Fox Business With Maria Bartiromo and Lee Munson talk strategy

I get down to it - you sell into strength - otherwise known as trim higher after a year of adding lower.

Earnings are coming in ok, job market is still tight, and we have yet to see unemployment or inflation get low enough for the Fed to ease policy. I've been overweight since last year, adding lower, and explain I don't have a desire to chase tech and I'm concerned about earnings going into the end of the year.

When you can't tell if you are in consensus or out of consensus, it means nobody knows what is going on. Plan accordingly.

Seana Smith and Dave Briggs get the Friday Afternoon Special on Bank, Skiing Taos

Oh what fun it is to have an interview right before popping off to my favorite place in the world in the winter - Taos Ski Valley.

Dave Briggs was ready to jump on the plane and join me, but first we get to the heart of the matter when looking at bank stocks.

Then I get into my thoughts on all of the annual prognostications required of Wall Street CIOs and analysts. Bottom line, there is a lot we don't know about earnings, so allocate accordingly and be prepared for at least one more add lower/trim higher situation.

Lastly, remember the lessons of last year - if the year end really happens too soon, trim higher!

CNBC Power Lunch Invites Lee Munson to Talk Disney, Nike, American Airlines

I love to talk shop with Tyler and Kelly.

We covered the non-event of Peltz having a fit over profitability - I say the cash burn worked. Now if the stock price will only go up.

Nike is winning, direct to consumer is strong, China is opening up, and dollar is weak. So, stocks that have big non-US sales with China customers should have a tailwind. Same with EM in general.

American I'm not so sure about. They have to increase the amount of seats they have to sell, which involves more pilots, more planes, and most of all more business class seats. I'll take a pass - they seem to cancel my flights too much!

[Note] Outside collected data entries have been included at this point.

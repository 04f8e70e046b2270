//! Run summaries: console log lines and the optional HTML report.

use crate::error::Result;
use crate::model::{RunMode, RunSummary};
use std::path::Path;
use tracing::info;

/// Log the per-table and run-level summary lines.
pub fn log_run_summary(summary: &RunSummary) {
    info!("Processed {} tables", summary.tables.len());
    for table in &summary.tables {
        info!(
            "Table Summary: Table = {:<30}; Status = {:<12}; Equal = {}; Not Equal = {}; \
             Missing Source = {}; Missing Target = {}",
            table.table_name,
            table.status.as_str(),
            table.counts.equal,
            table.counts.not_equal,
            table.counts.missing_source,
            table.counts.missing_target
        );
        if let Some(recheck) = &table.recheck {
            info!(
                "Recheck Summary: Table = {:<30}; Confirmed = {}; Resolved = {}; Still Missing = {}",
                table.table_name, recheck.confirmed, recheck.resolved, recheck.still_missing
            );
        }
    }
    let totals = summary.totals();
    info!(
        "Run Summary:  Elapsed Time (seconds) = {}; Total Rows Processed = {}; \
         Total Out-of-Sync = {}; Through-put (rows/per second) = {}",
        summary.elapsed_seconds(),
        totals.total(),
        summary.out_of_sync(),
        summary.rows_per_second()
    );
}

/// Render the HTML report.
pub fn render_html(summary: &RunSummary, mode: RunMode) -> String {
    let totals = summary.totals();
    let mut html = String::new();

    html.push_str("<!DOCTYPE html>\n<html>\n<head>\n<title>pgcompare report</title>\n");
    html.push_str(
        "<style>\n\
         body { font-family: sans-serif; margin: 2em; }\n\
         table { border-collapse: collapse; margin: 1em 0; }\n\
         th, td { border: 1px solid #999; padding: 4px 10px; text-align: right; }\n\
         th { background: #eee; }\n\
         td:first-child, th:first-child { text-align: left; }\n\
         </style>\n</head>\n<body>\n",
    );

    html.push_str("<h1>Job Summary</h1>\n<table>\n");
    html.push_str(&format!(
        "<tr><th>Started</th><td>{}</td></tr>\n\
         <tr><th>Completed</th><td>{}</td></tr>\n\
         <tr><th>Elapsed (s)</th><td>{}</td></tr>\n\
         <tr><th>Rows Processed</th><td>{}</td></tr>\n\
         <tr><th>Out-of-Sync</th><td>{}</td></tr>\n\
         <tr><th>Rows/Second</th><td>{}</td></tr>\n",
        summary.started_at.format("%Y-%m-%d %H:%M:%S"),
        summary.completed_at.format("%Y-%m-%d %H:%M:%S"),
        summary.elapsed_seconds(),
        totals.total(),
        summary.out_of_sync(),
        summary.rows_per_second()
    ));
    html.push_str("</table>\n");

    html.push_str("<h1>Tables</h1>\n<table>\n");
    html.push_str(
        "<tr><th>Table</th><th>Status</th><th>Equal</th><th>Not Equal</th>\
         <th>Missing Source</th><th>Missing Target</th><th>Elapsed (ms)</th>\
         <th>Rows/Second</th></tr>\n",
    );
    for table in &summary.tables {
        html.push_str(&format!(
            "<tr><td>{}</td><td>{}</td><td>{}</td><td>{}</td><td>{}</td><td>{}</td>\
             <td>{}</td><td>{}</td></tr>\n",
            table.table_name,
            table.status.as_str(),
            table.counts.equal,
            table.counts.not_equal,
            table.counts.missing_source,
            table.counts.missing_target,
            table.elapsed_ms,
            table.rows_per_second
        ));
    }
    html.push_str("</table>\n");

    if mode == RunMode::Check {
        html.push_str("<h1>Recheck Findings</h1>\n<table>\n");
        html.push_str(
            "<tr><th>Table</th><th>Confirmed</th><th>Resolved</th><th>Still Missing</th></tr>\n",
        );
        for table in &summary.tables {
            if let Some(recheck) = &table.recheck {
                html.push_str(&format!(
                    "<tr><td>{}</td><td>{}</td><td>{}</td><td>{}</td></tr>\n",
                    table.table_name,
                    recheck.confirmed,
                    recheck.resolved,
                    recheck.still_missing
                ));
            }
        }
        html.push_str("</table>\n");
    }

    html.push_str("</body>\n</html>\n");
    html
}

/// Write the HTML report to a file.
pub fn write_report<P: AsRef<Path>>(path: P, summary: &RunSummary, mode: RunMode) -> Result<()> {
    std::fs::write(path.as_ref(), render_html(summary, mode))?;
    info!("Report written to {}", path.as_ref().display());
    Ok(())
}

#[cfg(test)]
mod tests {
    use super::*;
    use crate::model::{RecheckSummary, TableResult, TableStatus};
    use chrono::Utc;

    fn summary() -> RunSummary {
        let mut table = TableResult::new("emp", 1, 1);
        table.status = TableStatus::Compared;
        table.counts.equal = 10;
        table.counts.not_equal = 1;
        RunSummary {
            started_at: Utc::now(),
            completed_at: Utc::now(),
            tables: vec![table],
        }
    }

    #[test]
    fn html_has_job_and_table_sections() {
        let html = render_html(&summary(), RunMode::Compare);
        assert!(html.contains("<h1>Job Summary</h1>"));
        assert!(html.contains("<h1>Tables</h1>"));
        assert!(html.contains("<td>emp</td>"));
        assert!(!html.contains("Recheck Findings"));
    }

    #[test]
    fn check_mode_adds_findings_section() {
        let mut s = summary();
        s.tables[0].recheck = Some(RecheckSummary {
            confirmed: 1,
            resolved: 2,
            still_missing: 0,
        });
        let html = render_html(&s, RunMode::Check);
        assert!(html.contains("Recheck Findings"));
        assert!(html.contains("<td>2</td>"));
    }
}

Munson talks energy stocks on CNBC's 3 Stock Lunch

This is less about energy stocks or individual stocks in general - and more about how analysts come up with their top picks for the new year, or what is known as their high conviction bets. My lesson here is that you have to read the actual report, not the short summary at the top to understand exactly what these Wall Street people are assuming to get their price targets. Yes, price targets matter.

For instance the first company had a conviction buy based on the idea that OPEC would really bump up capital expenditures next year. Well, I hope so because oil firms here are not reinvesting like the past. This is a big IF for a stock that has pretty much mirrored the more diversified energy sector ETFs.

Then the second company I talked about the price target on a stock trading at a nose-bleed 70x on 2023 earnings was only 10% higher. 10% higher for the risk of owning an individual stock? Hmmm.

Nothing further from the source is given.